Наши издания подвергались такой беспощадной критике со стороны и мелких и крупных журналов, что нам кажется необходимым выяснить свое отношение к ней.

Прежде всего мы считаем, что большинство наших критиков были совершенно не подготовлены к той задаче, за которую брались. Оценить новое было им совсем не под силу, и потому приходилось довольствоваться общими фразами и готовыми восклицаниями. Все негодующие статейки и заметки не только не нанесли удара новому течению, но по большей части даже не давали своим читателям никакого представления о нем. Да и негодование-то относилось больше к заглавию, и мы убеждены, что появись те же стихи без открытого названия школы, их встретили бы вовсе не с таким ужасом. Не обошлось дело и без курьезов. Так, одна рецензия утверждала, что у нас сносны только переводы

[3]

, а другая, что переводы слабее всего

[4]

; кто-то серьезно предлагал считать символизмом все, перед чем можно воскликнуть «черт знает что такое»

[5]

; были такие, что сомневались в самом существовании Брюсова и Миропольского

[6]

: столь дерзко казалось называть себя русскими символистами.

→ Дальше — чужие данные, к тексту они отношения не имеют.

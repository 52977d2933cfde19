//! Integration tests for `DieselSubscriberRepository`.

use chrono::{DateTime, TimeZone, Utc};
use finlead::domain::ports::SubscriberRepository;
use finlead::domain::{
    EmailAddress, PageRequest, PersonName, SubscribeOutcome, SubscriberStatus, Subscription, Slug,
};
use finlead::outbound::persistence::DieselSubscriberRepository;
use rstest::{fixture, rstest};
use uuid::Uuid;

mod support;

use support::{DatabaseContext, handle_cluster_setup_failure, setup_database_context};

struct TestContext {
    repository: DieselSubscriberRepository,
    db: DatabaseContext,
}

#[fixture]
fn repo_context() -> Option<TestContext> {
    match setup_database_context() {
        Ok(db) => Some(TestContext {
            repository: DieselSubscriberRepository::new(db.pool.clone()),
            db,
        }),
        Err(reason) => handle_cluster_setup_failure(reason),
    }
}

fn at(hour: u32) -> DateTime<Utc> {
    Utc.with_ymd_and_hms(2026, 3, 2, hour, 0, 0)
        .single()
        .expect("valid fixture timestamp")
}

fn subscription(email: &str, name: Option<&str>, source: Option<&str>) -> Subscription {
    Subscription {
        email: EmailAddress::new(email).expect("fixture email"),
        name: name.map(|value| PersonName::new(value).expect("fixture name")),
        source: source.map(|value| Slug::new(value).expect("fixture source")),
    }
}

#[rstest]
fn resubscribing_reactivates_the_existing_row(repo_context: Option<TestContext>) {
    let Some(ctx) = repo_context else {
        eprintln!("SKIP-TEST-CLUSTER: resubscribing_reactivates_the_existing_row skipped");
        return;
    };
    let first_id = Uuid::new_v4();

    ctx.db.block_on(async {
        let created = ctx
            .repository
            .upsert(
                first_id,
                &subscription("isha@example.in", None, Some("footer")),
                at(9),
            )
            .await
            .expect("first subscribe");
        assert!(created.is_created());
        assert_eq!(created.subscriber().status, SubscriberStatus::Active);

        let email = created.subscriber().email.clone();
        let unsubscribed = ctx
            .repository
            .set_status(&email, SubscriberStatus::Unsubscribed, at(10))
            .await
            .expect("unsubscribe")
            .expect("subscriber exists");
        assert_eq!(unsubscribed.status, SubscriberStatus::Unsubscribed);

        let again = ctx
            .repository
            .upsert(
                Uuid::new_v4(),
                &subscription("ISHA@example.in", Some("Isha Kapoor"), Some("blog")),
                at(11),
            )
            .await
            .expect("second subscribe");
        let SubscribeOutcome::Reactivated(subscriber) = again else {
            panic!("expected reactivation, got {again:?}");
        };
        assert_eq!(subscriber.id, first_id);
        assert_eq!(subscriber.status, SubscriberStatus::Active);
        assert_eq!(subscriber.name.as_ref().map(PersonName::as_str), Some("Isha Kapoor"));
        assert_eq!(subscriber.source.as_ref().map(Slug::as_str), Some("blog"));
        assert_eq!(subscriber.created_at, at(9));
        assert_eq!(subscriber.updated_at, at(11));
    });
}

#[rstest]
fn unknown_emails_cannot_be_unsubscribed(repo_context: Option<TestContext>) {
    let Some(ctx) = repo_context else {
        eprintln!("SKIP-TEST-CLUSTER: unknown_emails_cannot_be_unsubscribed skipped");
        return;
    };
    let email = EmailAddress::new("nobody@example.in").expect("fixture email");

    let result = ctx
        .db
        .block_on(ctx.repository.set_status(&email, SubscriberStatus::Unsubscribed, at(9)))
        .expect("query runs");
    assert!(result.is_none());
}

#[rstest]
fn listing_filters_by_status(repo_context: Option<TestContext>) {
    let Some(ctx) = repo_context else {
        eprintln!("SKIP-TEST-CLUSTER: listing_filters_by_status skipped");
        return;
    };

    ctx.db.block_on(async {
        for (hour, email) in [(9, "a@example.in"), (10, "b@example.in"), (11, "c@example.in")] {
            ctx.repository
                .upsert(Uuid::new_v4(), &subscription(email, None, None), at(hour))
                .await
                .expect("subscribe");
        }
        let leaving = EmailAddress::new("b@example.in").expect("fixture email");
        ctx.repository
            .set_status(&leaving, SubscriberStatus::Unsubscribed, at(12))
            .await
            .expect("unsubscribe");

        let active = ctx
            .repository
            .list(Some(SubscriberStatus::Active), PageRequest::default())
            .await
            .expect("list active");
        let emails: Vec<&str> = active.items.iter().map(|s| s.email.as_str()).collect();
        assert_eq!(active.total, 2);
        assert_eq!(emails, ["c@example.in", "a@example.in"]);

        let everyone = ctx
            .repository
            .list(None, PageRequest::new(1, 2))
            .await
            .expect("list all");
        assert_eq!(everyone.total, 3);
        assert_eq!(everyone.items.len(), 2);
        assert!(everyone.has_next());
    });
}
//! Wire the HTTP state over PostgreSQL or in-memory repositories.

use std::sync::Arc;

use actix_web::web;
use tracing::warn;

use finlead::domain::ports::RandomReferCodes;
use finlead::inbound::http::state::{HttpState, HttpStatePorts, Repositories};
use finlead::outbound::memory::{
    MemoryArticleRepository, MemoryLeadRepository, MemorySubscriberRepository,
    MemoryUserRepository,
};
use finlead::outbound::persistence::{
    DbPool, DieselArticleRepository, DieselLeadRepository, DieselSubscriberRepository,
    DieselUserRepository,
};

use super::ServerConfig;

fn diesel_repositories(
    pool: &DbPool,
) -> Repositories<
    DieselUserRepository,
    DieselLeadRepository,
    DieselSubscriberRepository,
    DieselArticleRepository,
> {
    Repositories {
        users: Arc::new(DieselUserRepository::new(pool.clone())),
        leads: Arc::new(DieselLeadRepository::new(pool.clone())),
        subscribers: Arc::new(DieselSubscriberRepository::new(pool.clone())),
        articles: Arc::new(DieselArticleRepository::new(pool.clone())),
    }
}

fn memory_repositories() -> Repositories<
    MemoryUserRepository,
    MemoryLeadRepository,
    MemorySubscriberRepository,
    MemoryArticleRepository,
> {
    Repositories {
        users: Arc::new(MemoryUserRepository::default()),
        leads: Arc::new(MemoryLeadRepository::default()),
        subscribers: Arc::new(MemorySubscriberRepository::default()),
        articles: Arc::new(MemoryArticleRepository::default()),
    }
}

/// Build the shared handler state once; every worker clones the `Data`.
pub(super) fn build_http_state(config: &ServerConfig) -> web::Data<HttpState> {
    let admins = Arc::new(config.admins.clone());
    let codes = Arc::new(RandomReferCodes);
    let clock = Arc::new(mockable::DefaultClock);
    let ports = match &config.db_pool {
        Some(pool) => {
            HttpStatePorts::from_repositories(diesel_repositories(pool), admins, codes, clock)
        }
        None => {
            warn!("no database configured; data is kept in memory and lost on restart");
            HttpStatePorts::from_repositories(memory_repositories(), admins, codes, clock)
        }
    };
    web::Data::new(HttpState::new(ports, config.auth.clone()))
}
//! Back-office JSON API. Every handler runs the admin gate first.
//!
//! ```text
//! GET   /api/v1/admin/leads/{kind}?page=&pageSize=&status=
//! PATCH /api/v1/admin/leads/{kind}/{id}     {"status":"contacted"}
//! GET   /api/v1/admin/subscribers?page=&pageSize=&status=
//! GET   /api/v1/admin/users?page=&pageSize=
//! GET   /api/v1/admin/referrals/{code}
//! POST  /api/v1/admin/content
//! PATCH /api/v1/admin/content/{id}          {"published":true}
//! ```

use actix_web::{HttpResponse, get, patch, post, web};
use serde::Deserialize;
use tracing::info;
use utoipa::ToSchema;

use crate::domain::{
    Article, ArticleDraft, Error, LeadRecord, LeadStatus, NewArticle, Page, ReferralSummary,
    Subscriber, UserListing, Violations,
};
use crate::inbound::http::ApiResult;
use crate::inbound::http::auth::require_admin;
use crate::inbound::http::cache_control::no_store_header;
use crate::inbound::http::session::SessionContext;
use crate::inbound::http::state::HttpState;
use crate::inbound::http::validation::{
    PageQuery, StatusPageQuery, lead_kind, missing_field, uuid_param,
};

/// Body of a lead status change.
#[derive(Debug, Default, Clone, Deserialize, ToSchema)]
pub struct LeadStatusPatch {
    #[schema(example = "contacted")]
    pub status: Option<String>,
}

impl LeadStatusPatch {
    fn validate(self) -> Result<LeadStatus, Violations> {
        let mut v = Violations::default();
        let status = v.required("status", self.status, LeadStatus::parse);
        v.finish(|| status)
    }
}

/// Body of a publication toggle.
#[derive(Debug, Default, Clone, Deserialize, ToSchema)]
pub struct PublishPatch {
    pub published: Option<bool>,
}

fn no_store<T: serde::Serialize>(body: &T) -> HttpResponse {
    HttpResponse::Ok().insert_header(no_store_header()).json(body)
}

#[utoipa::path(
    get,
    path = "/api/v1/admin/leads/{kind}",
    params(
        ("kind" = String, Path, description = "loans, insurance, callbacks, or referrals"),
        StatusPageQuery
    ),
    responses(
        (status = 200, description = "Leads, newest first", body = Page<LeadRecord>),
        (status = 400, description = "Bad query parameters", body = Error),
        (status = 401, description = "Not signed in", body = Error),
        (status = 403, description = "Not an admin", body = Error),
        (status = 404, description = "Unknown lead kind", body = Error)
    ),
    tags = ["admin"],
    operation_id = "adminListLeads"
)]
#[get("/admin/leads/{kind}")]
pub async fn list_leads(
    state: web::Data<HttpState>,
    session: SessionContext,
    path: web::Path<String>,
    query: web::Query<StatusPageQuery>,
) -> ApiResult<HttpResponse> {
    require_admin(&state, &session).await?;
    let kind = lead_kind(&path)?;
    let (status, page) = query.lead_filter()?;
    let leads = state.desk.list(kind, status, page).await?;
    Ok(no_store(&leads))
}

#[utoipa::path(
    patch,
    path = "/api/v1/admin/leads/{kind}/{id}",
    params(
        ("kind" = String, Path, description = "loans, insurance, callbacks, or referrals"),
        ("id" = String, Path, description = "Lead id")
    ),
    request_body = LeadStatusPatch,
    responses(
        (status = 200, description = "Updated lead", body = LeadRecord),
        (status = 400, description = "Invalid status or id", body = Error),
        (status = 401, description = "Not signed in", body = Error),
        (status = 403, description = "Not an admin", body = Error),
        (status = 404, description = "Unknown lead", body = Error)
    ),
    tags = ["admin"],
    operation_id = "adminUpdateLeadStatus"
)]
#[patch("/admin/leads/{kind}/{id}")]
pub async fn update_lead_status(
    state: web::Data<HttpState>,
    session: SessionContext,
    path: web::Path<(String, String)>,
    payload: web::Json<LeadStatusPatch>,
) -> ApiResult<web::Json<LeadRecord>> {
    let admin = require_admin(&state, &session).await?;
    let (kind, id) = path.into_inner();
    let kind = lead_kind(&kind)?;
    let id = uuid_param("id", &id)?;
    let status = payload.into_inner().validate()?;
    let lead = state.desk.update_status(kind, id, status).await?;
    info!(admin_id = %admin.id, lead_id = %id, "admin updated lead");
    Ok(web::Json(lead))
}

#[utoipa::path(
    get,
    path = "/api/v1/admin/subscribers",
    params(StatusPageQuery),
    responses(
        (status = 200, description = "Subscribers, newest first", body = Page<Subscriber>),
        (status = 400, description = "Bad query parameters", body = Error),
        (status = 401, description = "Not signed in", body = Error),
        (status = 403, description = "Not an admin", body = Error)
    ),
    tags = ["admin"],
    operation_id = "adminListSubscribers"
)]
#[get("/admin/subscribers")]
pub async fn list_subscribers(
    state: web::Data<HttpState>,
    session: SessionContext,
    query: web::Query<StatusPageQuery>,
) -> ApiResult<HttpResponse> {
    require_admin(&state, &session).await?;
    let (status, page) = query.subscriber_filter()?;
    let subscribers = state.subscriptions.list(status, page).await?;
    Ok(no_store(&subscribers))
}

#[utoipa::path(
    get,
    path = "/api/v1/admin/users",
    params(PageQuery),
    responses(
        (status = 200, description = "Users with referee counts", body = Page<UserListing>),
        (status = 400, description = "Bad paging parameters", body = Error),
        (status = 401, description = "Not signed in", body = Error),
        (status = 403, description = "Not an admin", body = Error)
    ),
    tags = ["admin"],
    operation_id = "adminListUsers"
)]
#[get("/admin/users")]
pub async fn list_users(
    state: web::Data<HttpState>,
    session: SessionContext,
    query: web::Query<PageQuery>,
) -> ApiResult<HttpResponse> {
    require_admin(&state, &session).await?;
    let page = query.page_request()?;
    let users = state.accounts.list_users(page).await?;
    Ok(no_store(&users))
}

/// Referees of any code. Unknown codes yield an empty list.
#[utoipa::path(
    get,
    path = "/api/v1/admin/referrals/{code}",
    params(("code" = String, Path, description = "Refer code")),
    responses(
        (status = 200, description = "Referral credit for the code", body = ReferralSummary),
        (status = 401, description = "Not signed in", body = Error),
        (status = 403, description = "Not an admin", body = Error)
    ),
    tags = ["admin"],
    operation_id = "adminReferralsForCode"
)]
#[get("/admin/referrals/{code}")]
pub async fn referrals_for_code(
    state: web::Data<HttpState>,
    session: SessionContext,
    path: web::Path<String>,
) -> ApiResult<HttpResponse> {
    require_admin(&state, &session).await?;
    let summary = state.referrals.summary_for_code(&path).await?;
    Ok(no_store(&summary))
}

#[utoipa::path(
    post,
    path = "/api/v1/admin/content",
    request_body = ArticleDraft,
    responses(
        (status = 201, description = "Article created", body = Article),
        (status = 400, description = "Validation failed", body = Error),
        (status = 401, description = "Not signed in", body = Error),
        (status = 403, description = "Not an admin", body = Error),
        (status = 409, description = "Slug already used in this section", body = Error)
    ),
    tags = ["admin"],
    operation_id = "adminCreateArticle"
)]
#[post("/admin/content")]
pub async fn create_article(
    state: web::Data<HttpState>,
    session: SessionContext,
    payload: web::Json<ArticleDraft>,
) -> ApiResult<HttpResponse> {
    let admin = require_admin(&state, &session).await?;
    let draft = NewArticle::validate(payload.into_inner())?;
    let article = state.content.create(draft).await?;
    info!(admin_id = %admin.id, article_id = %article.id, slug = %article.slug, "article created");
    Ok(HttpResponse::Created().json(article))
}

#[utoipa::path(
    patch,
    path = "/api/v1/admin/content/{id}",
    params(("id" = String, Path, description = "Article id")),
    request_body = PublishPatch,
    responses(
        (status = 200, description = "Updated article", body = Article),
        (status = 400, description = "Missing flag or bad id", body = Error),
        (status = 401, description = "Not signed in", body = Error),
        (status = 403, description = "Not an admin", body = Error),
        (status = 404, description = "Unknown article", body = Error)
    ),
    tags = ["admin"],
    operation_id = "adminPublishArticle"
)]
#[patch("/admin/content/{id}")]
pub async fn publish_article(
    state: web::Data<HttpState>,
    session: SessionContext,
    path: web::Path<String>,
    payload: web::Json<PublishPatch>,
) -> ApiResult<web::Json<Article>> {
    let admin = require_admin(&state, &session).await?;
    let id = uuid_param("id", &path)?;
    let published = payload
        .into_inner()
        .published
        .ok_or_else(|| missing_field("published"))?;
    let article = state.content.set_published(id, published).await?;
    info!(admin_id = %admin.id, article_id = %id, published, "article publication changed");
    Ok(web::Json(article))
}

Разбирая первые два выпуска, гг. рецензенты старались, по крайней мере, доказывать свои слова, делать цитаты, указывать на то, что, по их мнению, было погрешностями против языка; впрочем, и тогда некоторые находили возможным говорить о наших книжках, не читав их

[7]

. Появление «Романсов без слов» поставило гг. рецензентов в более затруднительное положение; подлинника они не знали, и потому им пришлось прибегнуть к голословным осуждениям

[8]

.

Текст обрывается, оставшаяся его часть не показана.